Task to carry out: Give the count of lines in the records that contain the string "ButtonState", and write nothing but that number.

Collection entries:
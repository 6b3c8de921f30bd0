//! Input-report decoding for the supported motion controller

use wand_core::{Button, ButtonState, ControllerSample};

/// Report id of the standard input report
pub const INPUT_REPORT_ID: u8 = 0x01;

/// Shortest report that still carries buttons and trigger
pub const MIN_INPUT_REPORT_LEN: usize = 7;

/// Decode one raw input report into a sample.
///
/// Layout: byte 0 report id, bytes 1-3 button bitfields, byte 6 the analog
/// trigger (0-255). Orientation and position stay at the identity pose;
/// inertial fusion happens downstream of this service. Returns `None` for
/// reports that are too short or carry an unknown report id.
pub fn decode_input_report(data: &[u8]) -> Option<ControllerSample> {
    if data.len() < MIN_INPUT_REPORT_LEN || data[0] != INPUT_REPORT_ID {
        return None;
    }

    let mut buttons = ButtonState::default();
    buttons.set(Button::Select, data[1] & 0x01 != 0);
    buttons.set(Button::Start, data[1] & 0x08 != 0);
    buttons.set(Button::Triangle, data[2] & 0x10 != 0);
    buttons.set(Button::Circle, data[2] & 0x20 != 0);
    buttons.set(Button::Cross, data[2] & 0x40 != 0);
    buttons.set(Button::Square, data[2] & 0x80 != 0);
    buttons.set(Button::Ps, data[3] & 0x01 != 0);
    buttons.set(Button::Move, data[3] & 0x40 != 0);

    let mut sample = ControllerSample::default();
    sample.buttons = buttons;
    sample.trigger = data[6] as f32 / 255.0;
    Some(sample)
}

#[cfg(test)]
mod tests {
    use super::*;

    #[test]
    fn test_decode_buttons_and_trigger() {
        // Select + Start, Cross + Square, Move, trigger at full scale
        let data = [INPUT_REPORT_ID, 0x09, 0xc0, 0x40, 0x00, 0x00, 0xff];
        let sample = decode_input_report(&data).unwrap();

        assert!(sample.buttons.is_down(Button::Select));
        assert!(sample.buttons.is_down(Button::Start));
        assert!(sample.buttons.is_down(Button::Cross));
        assert!(sample.buttons.is_down(Button::Square));
        assert!(sample.buttons.is_down(Button::Move));
        assert!(!sample.buttons.is_down(Button::Triangle));
        assert!(!sample.buttons.is_down(Button::Circle));
        assert!(!sample.buttons.is_down(Button::Ps));
        assert_eq!(sample.trigger, 1.0);
    }

    #[test]
    fn test_decode_idle_report() {
        let data = [INPUT_REPORT_ID, 0x00, 0x00, 0x00, 0x00, 0x00, 0x00];
        let sample = decode_input_report(&data).unwrap();
        assert_eq!(sample.buttons.bitmask(), 0);
        assert_eq!(sample.trigger, 0.0);
    }

    #[test]
    fn test_reject_short_report() {
        assert!(decode_input_report(&[INPUT_REPORT_ID, 0x00, 0x00]).is_none());
    }

    #[test]
    fn test_reject_unknown_report_id() {
        let data = [0x02, 0x00, 0x00, 0x00, 0x00, 0x00, 0x00];
        assert!(decode_input_report(&data).is_none());
    }
}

Task output: 2